### Activity
From the entries that follow, copy each line containing the word "missing".

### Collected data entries
#####

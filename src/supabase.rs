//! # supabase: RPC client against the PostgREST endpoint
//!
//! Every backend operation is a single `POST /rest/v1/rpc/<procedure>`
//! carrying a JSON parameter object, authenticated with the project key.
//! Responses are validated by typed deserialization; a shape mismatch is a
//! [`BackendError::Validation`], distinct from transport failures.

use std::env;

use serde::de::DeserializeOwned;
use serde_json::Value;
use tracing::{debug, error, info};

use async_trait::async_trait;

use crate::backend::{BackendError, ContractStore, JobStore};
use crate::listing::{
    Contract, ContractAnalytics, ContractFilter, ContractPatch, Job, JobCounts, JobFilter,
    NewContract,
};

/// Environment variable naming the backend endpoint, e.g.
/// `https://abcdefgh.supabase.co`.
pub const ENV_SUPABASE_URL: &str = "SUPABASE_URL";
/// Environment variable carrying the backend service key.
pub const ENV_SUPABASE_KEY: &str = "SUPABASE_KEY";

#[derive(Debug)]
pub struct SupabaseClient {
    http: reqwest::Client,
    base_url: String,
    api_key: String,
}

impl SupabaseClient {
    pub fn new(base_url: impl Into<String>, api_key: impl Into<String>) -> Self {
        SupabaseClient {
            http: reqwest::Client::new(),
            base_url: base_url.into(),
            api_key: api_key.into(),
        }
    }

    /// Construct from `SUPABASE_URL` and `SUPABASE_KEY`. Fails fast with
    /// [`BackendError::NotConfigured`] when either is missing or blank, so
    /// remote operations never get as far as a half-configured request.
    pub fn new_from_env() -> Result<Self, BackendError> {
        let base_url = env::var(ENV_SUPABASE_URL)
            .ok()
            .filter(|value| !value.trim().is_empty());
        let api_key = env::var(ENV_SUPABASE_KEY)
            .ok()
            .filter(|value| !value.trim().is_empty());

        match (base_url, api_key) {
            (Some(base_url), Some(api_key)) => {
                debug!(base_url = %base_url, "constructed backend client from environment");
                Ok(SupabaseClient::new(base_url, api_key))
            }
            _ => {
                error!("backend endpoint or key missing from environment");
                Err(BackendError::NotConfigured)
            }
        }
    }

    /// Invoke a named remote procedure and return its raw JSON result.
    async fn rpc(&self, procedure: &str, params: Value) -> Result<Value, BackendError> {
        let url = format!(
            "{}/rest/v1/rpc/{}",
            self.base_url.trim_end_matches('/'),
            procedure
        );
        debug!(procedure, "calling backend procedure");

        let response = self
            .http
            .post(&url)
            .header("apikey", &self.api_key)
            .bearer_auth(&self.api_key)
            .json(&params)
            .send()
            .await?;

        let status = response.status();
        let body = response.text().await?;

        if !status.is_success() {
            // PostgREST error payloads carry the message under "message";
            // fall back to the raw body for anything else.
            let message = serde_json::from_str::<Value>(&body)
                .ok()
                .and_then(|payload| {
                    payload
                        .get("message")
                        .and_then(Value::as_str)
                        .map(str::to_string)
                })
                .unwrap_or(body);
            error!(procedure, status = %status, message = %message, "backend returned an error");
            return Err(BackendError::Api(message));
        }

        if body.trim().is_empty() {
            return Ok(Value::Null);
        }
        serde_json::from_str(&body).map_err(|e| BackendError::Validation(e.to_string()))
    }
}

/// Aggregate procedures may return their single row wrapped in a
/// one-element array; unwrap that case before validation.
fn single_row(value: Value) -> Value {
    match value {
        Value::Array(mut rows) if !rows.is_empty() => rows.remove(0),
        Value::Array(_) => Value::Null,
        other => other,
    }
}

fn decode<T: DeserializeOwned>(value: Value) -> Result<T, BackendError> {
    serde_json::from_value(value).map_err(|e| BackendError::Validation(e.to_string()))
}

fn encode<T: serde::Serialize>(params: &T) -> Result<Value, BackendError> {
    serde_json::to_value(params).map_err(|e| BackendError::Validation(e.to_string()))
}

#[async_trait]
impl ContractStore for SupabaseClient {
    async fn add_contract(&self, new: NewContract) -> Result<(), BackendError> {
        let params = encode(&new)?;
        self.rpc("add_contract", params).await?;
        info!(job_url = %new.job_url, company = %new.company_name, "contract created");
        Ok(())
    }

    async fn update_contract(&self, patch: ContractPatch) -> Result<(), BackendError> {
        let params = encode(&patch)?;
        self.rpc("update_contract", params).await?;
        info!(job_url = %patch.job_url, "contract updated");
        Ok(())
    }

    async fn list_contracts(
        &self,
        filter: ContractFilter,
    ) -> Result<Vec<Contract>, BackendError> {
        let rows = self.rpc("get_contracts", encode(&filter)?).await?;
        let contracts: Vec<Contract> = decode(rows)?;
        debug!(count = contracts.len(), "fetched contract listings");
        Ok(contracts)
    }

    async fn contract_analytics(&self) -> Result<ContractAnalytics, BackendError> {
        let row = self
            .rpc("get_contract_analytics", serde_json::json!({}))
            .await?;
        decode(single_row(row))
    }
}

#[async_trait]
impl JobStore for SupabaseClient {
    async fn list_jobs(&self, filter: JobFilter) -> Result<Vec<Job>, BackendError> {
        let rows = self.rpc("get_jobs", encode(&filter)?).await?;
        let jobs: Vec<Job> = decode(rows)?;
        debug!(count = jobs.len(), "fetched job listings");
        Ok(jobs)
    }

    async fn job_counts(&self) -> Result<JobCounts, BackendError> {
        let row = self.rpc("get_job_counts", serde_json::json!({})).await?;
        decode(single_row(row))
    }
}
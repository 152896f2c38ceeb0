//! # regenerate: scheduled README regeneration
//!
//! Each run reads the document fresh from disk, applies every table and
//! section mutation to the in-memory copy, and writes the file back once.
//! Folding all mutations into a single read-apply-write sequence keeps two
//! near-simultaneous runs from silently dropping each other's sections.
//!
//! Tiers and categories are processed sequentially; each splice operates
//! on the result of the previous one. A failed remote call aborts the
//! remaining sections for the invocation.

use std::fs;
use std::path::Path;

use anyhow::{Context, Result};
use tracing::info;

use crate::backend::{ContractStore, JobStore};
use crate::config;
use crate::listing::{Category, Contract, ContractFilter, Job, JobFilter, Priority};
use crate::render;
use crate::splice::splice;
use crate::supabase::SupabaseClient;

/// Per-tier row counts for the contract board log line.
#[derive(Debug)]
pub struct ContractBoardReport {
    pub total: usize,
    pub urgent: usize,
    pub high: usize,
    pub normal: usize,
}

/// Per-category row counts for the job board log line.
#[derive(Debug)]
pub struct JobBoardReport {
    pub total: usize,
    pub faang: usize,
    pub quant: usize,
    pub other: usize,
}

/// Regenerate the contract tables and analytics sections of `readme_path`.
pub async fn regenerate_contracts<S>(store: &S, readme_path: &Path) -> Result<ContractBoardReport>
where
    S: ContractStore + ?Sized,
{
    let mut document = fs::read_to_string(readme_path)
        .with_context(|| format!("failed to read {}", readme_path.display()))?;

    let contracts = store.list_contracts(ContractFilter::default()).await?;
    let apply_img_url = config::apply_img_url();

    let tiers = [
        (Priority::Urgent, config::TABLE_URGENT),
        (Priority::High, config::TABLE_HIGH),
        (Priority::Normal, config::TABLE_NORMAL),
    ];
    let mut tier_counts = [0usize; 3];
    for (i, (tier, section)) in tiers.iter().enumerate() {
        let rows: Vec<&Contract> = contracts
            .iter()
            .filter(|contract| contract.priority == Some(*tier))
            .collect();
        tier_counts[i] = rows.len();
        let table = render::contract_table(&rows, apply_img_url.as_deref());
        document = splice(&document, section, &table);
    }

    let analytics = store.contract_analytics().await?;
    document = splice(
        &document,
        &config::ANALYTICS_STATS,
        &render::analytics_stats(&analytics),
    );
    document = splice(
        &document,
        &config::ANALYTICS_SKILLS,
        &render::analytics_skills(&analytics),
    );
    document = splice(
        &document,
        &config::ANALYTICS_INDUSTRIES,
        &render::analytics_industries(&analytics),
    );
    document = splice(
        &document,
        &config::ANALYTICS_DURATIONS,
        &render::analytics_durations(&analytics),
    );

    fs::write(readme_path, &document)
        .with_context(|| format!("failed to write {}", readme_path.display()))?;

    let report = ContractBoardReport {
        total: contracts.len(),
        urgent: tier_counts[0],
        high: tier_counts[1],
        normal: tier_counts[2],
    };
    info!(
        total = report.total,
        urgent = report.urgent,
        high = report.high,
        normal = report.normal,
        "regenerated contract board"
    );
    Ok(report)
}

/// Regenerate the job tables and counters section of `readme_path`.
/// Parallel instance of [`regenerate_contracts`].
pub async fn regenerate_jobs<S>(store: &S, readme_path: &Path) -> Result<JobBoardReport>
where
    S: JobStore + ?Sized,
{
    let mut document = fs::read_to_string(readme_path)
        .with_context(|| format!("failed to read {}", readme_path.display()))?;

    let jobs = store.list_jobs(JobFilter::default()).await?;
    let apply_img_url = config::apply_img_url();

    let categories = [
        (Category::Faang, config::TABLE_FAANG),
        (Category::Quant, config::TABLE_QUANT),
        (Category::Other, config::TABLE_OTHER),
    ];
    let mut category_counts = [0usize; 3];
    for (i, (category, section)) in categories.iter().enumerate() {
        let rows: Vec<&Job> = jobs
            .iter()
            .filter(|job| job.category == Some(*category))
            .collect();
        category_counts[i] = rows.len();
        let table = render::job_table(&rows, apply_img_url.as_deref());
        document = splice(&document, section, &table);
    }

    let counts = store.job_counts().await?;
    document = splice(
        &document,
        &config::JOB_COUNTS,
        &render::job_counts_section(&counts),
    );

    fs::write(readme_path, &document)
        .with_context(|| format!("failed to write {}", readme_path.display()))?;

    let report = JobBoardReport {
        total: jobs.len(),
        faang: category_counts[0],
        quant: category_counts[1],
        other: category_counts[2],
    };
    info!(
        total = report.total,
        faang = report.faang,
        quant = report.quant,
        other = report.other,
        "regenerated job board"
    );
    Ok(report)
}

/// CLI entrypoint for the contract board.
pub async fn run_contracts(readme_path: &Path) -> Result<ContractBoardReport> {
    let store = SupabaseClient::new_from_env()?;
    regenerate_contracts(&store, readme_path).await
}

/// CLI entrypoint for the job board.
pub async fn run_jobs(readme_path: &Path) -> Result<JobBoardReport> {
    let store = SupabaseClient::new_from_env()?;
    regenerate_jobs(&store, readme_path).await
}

#####

### Result of the exercise
    /// [`BackendError::NotConfigured`] when either is missing or blank, so
                error!("backend endpoint or key missing from environment");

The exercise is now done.